Contraseñas, 2010. 254 páginas.
Trad. Sara Gutiérrez.
Un gran descubrimiento; un escritor de relatos magnífico. En este libro se incluyen los siguientes:
Cuatro días
Un suceso
El cobarde
El encuentro
Los pintores
El asistente y el oficial
La noche
La flor roja
La señal
Donde se habla de antimilitarismo (el soldado herido cuatro días al lado del enemigo que acaba de matar, el cobarde que no quiere ir a una guerra absurda), de corrupción (El encuentro), de heroísmo (La señal que intentará dar un guardabarreras para evitar un descarrilamiento).

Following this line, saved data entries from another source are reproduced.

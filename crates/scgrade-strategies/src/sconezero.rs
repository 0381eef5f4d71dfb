//! All-or-nothing scoring.

use scgrade_core::model::{Question, ScoringMethod};
use scgrade_core::order::Order;
use scgrade_core::response::Response;
use scgrade_core::strategy::ScoringStrategy;

use crate::tally::Tally;

/// Full credit when the correct option is marked, nothing otherwise.
/// Crossed-out rows are ignored.
pub struct SCOneZero;

impl ScoringStrategy for SCOneZero {
    fn name(&self) -> &str {
        ScoringMethod::SCONEZERO
    }

    fn grade_question(&self, question: &Question, order: &Order, response: &Response) -> f64 {
        if Tally::count(question, order, response).correct_selected {
            1.0
        } else {
            0.0
        }
    }

    fn description(&self) -> &str {
        "1 for the correct option, 0 otherwise"
    }
}
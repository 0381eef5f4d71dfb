//! Per-response counts shared by the built-in strategies.

use scgrade_core::model::Question;
use scgrade_core::order::Order;
use scgrade_core::response::Response;

/// What the learner chose.
#[derive(Debug, Clone, Copy, PartialEq, Eq)]
pub enum Choice {
    /// No option is marked.
    Nothing,
    /// Only the correct row's option is marked.
    Correct,
    /// At least one wrong option is marked.
    Wrong,
}

/// Marks of one response, counted over the displayed rows.
#[derive(Debug, Clone, Copy, PartialEq, Eq)]
pub struct Tally {
    /// Rows shown.
    pub rows: usize,
    pub choice: Choice,
    /// The correct row's option is marked, whatever else is.
    pub correct_selected: bool,
    /// The correct row is crossed out.
    pub correct_crossed: bool,
    /// Wrong rows crossed out.
    pub distractors_crossed: usize,
}

impl Tally {
    /// Count the marks in `response`. Positions naming no known row are
    /// ignored.
    pub fn count(question: &Question, order: &Order, response: &Response) -> Self {
        let mut correct_selected = false;
        let mut wrong_selected = false;
        let mut correct_crossed = false;
        let mut distractors_crossed = 0;

        for (pos, id) in order.iter() {
            let Some(row) = question.rows.get(id) else {
                continue;
            };
            let correct = question.is_correct_row(row);
            if response.is_row_selected(pos) {
                if correct {
                    correct_selected = true;
                } else {
                    wrong_selected = true;
                }
            }
            if response.is_distractor_marked(pos) {
                if correct {
                    correct_crossed = true;
                } else {
                    distractors_crossed += 1;
                }
            }
        }

        let choice = match (correct_selected, wrong_selected) {
            (_, true) => Choice::Wrong,
            (true, false) => Choice::Correct,
            (false, false) => Choice::Nothing,
        };

        Self {
            rows: order.len(),
            choice,
            correct_selected,
            correct_crossed,
            distractors_crossed,
        }
    }

    /// Number of wrong rows shown.
    pub fn distractors(&self) -> usize {
        self.rows.saturating_sub(1)
    }
}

Me ha gustado Los pintores, diario alterno de dos artistas muy diferentes, acomodaticio uno, en busca del arte el otro, pero sin maniqueísmos. Pero sobre todo La flor roja, donde un loco luchará contra el Mal, encarnado en unas amapolas.
El lenguaje, muy moderno, seguramente gracias a la traducción.
Calificación: Muy bueno.
Un día, un libro (320/365)
Extracto:
Kuzma dormía, tendido cuan largo era, un sueño pesado y agitado; movía la cabeza de un lado a otro y de vez en cuando gemía sordamente. Tenía el pecho descubierto, y vi en él, por encima de la vieja herida, cubierta con un vendaje, dos nuevas manchitas negras. La gangrena había penetrado en profundidad bajo la piel, se había extendido por debajo de ella y había aflorado en dos lugares. Antes de esto ya tenía pocas esperanzas de que Kuzma se curara, pero estos dos categóricos indicios de muerte me hicieron palidecer.
María Petrovna estaba sentada en un rincón de la habitación, las manos caídas sobre las rodillas, y me miraba en silencio con ojos desesperados.
—No se desespere, María Petrovna. Vendrá el doctor y lo mirará; es posible que aún no esté todo perdido. Es posible que todavía podamos ayudarle.
—No, no podremos ayudarle, se muere —susurró.
—Vaya, no podremos ayudarle, se muere —le respondí igual de bajo—. Por supuesto, esto es una gran desgracia para todos nosotros, pero no puede consumirse así por la pena. ¿Se ha visto? En estos días se ha convertido en algo parecido a un cadáver.
—¿Acaso no sabe el tormento que estoy padeciendo estos días? Yo misma no puedo explicarme por qué. Realmente no le amaba, y parece que ahora tampoco le amo como él a mí, pero se muere y se me rompe el corazón. Todo me recordará su mirada fija, su permanente silencio ante mí, a pesar de que sabía hablar y le gustaba hablar. Me quedará para siempre en el alma un reproche: que no me apiadé de él, que no valoré su inteligencia, su corazón, su cariño. Puede ser que esto incluso os parezca ridículo, pero a mí me atormenta la idea de que si le hubiera amado habríamos vivido de otra manera, todo habría sucedido de otro modo, y esta terrible y absurda circunstancia tal vez no se habría dado. Piensas y piensas, te justificas y te justificas, pero en el fondo del alma algo repite: «Culpable, culpable, culpable…».
Llegados a este punto, miré al enfermo —temía que nuestro susurro le despertara—, y vi un cambio en su rostro. Se había despertado y había escuchado lo que María Petrovna estaba diciendo, pero no quería demostrarlo. Sus labios temblaban, sus mejillas se habían encendido, como si su rostro hubiera sido iluminado por el sol, igual que se ilumina el prado mojado y triste cuando corren las nubes que se cernían sobre él y dejan asomar el sol. Seguramente se había olvidado de la enfermedad y del miedo a la muerte; un solo sentimiento había llenado su alma y derramado dos lágrimas de sus temblorosos párpados cerrados. María Petrovna lo miró durante unos instantes como si estuviera asustada, después se ruborizó; una tierna expresión apareció en su rostro e, inclinándose sobre el pobre moribundo, lo besó.
Entonces él abrió los ojos:
—¡Dios mío, qué pocas ganas tengo de morir! —dijo.
Y en la habitación súbitamente se oyeron unos extraños sonidos sordos, como sollozos, completamente nuevos para mis oídos, porque nunca antes había visto a este hombre llorando.
Salí de la habitación. Faltó poco para que yo mismo no me deshiciera en llanto.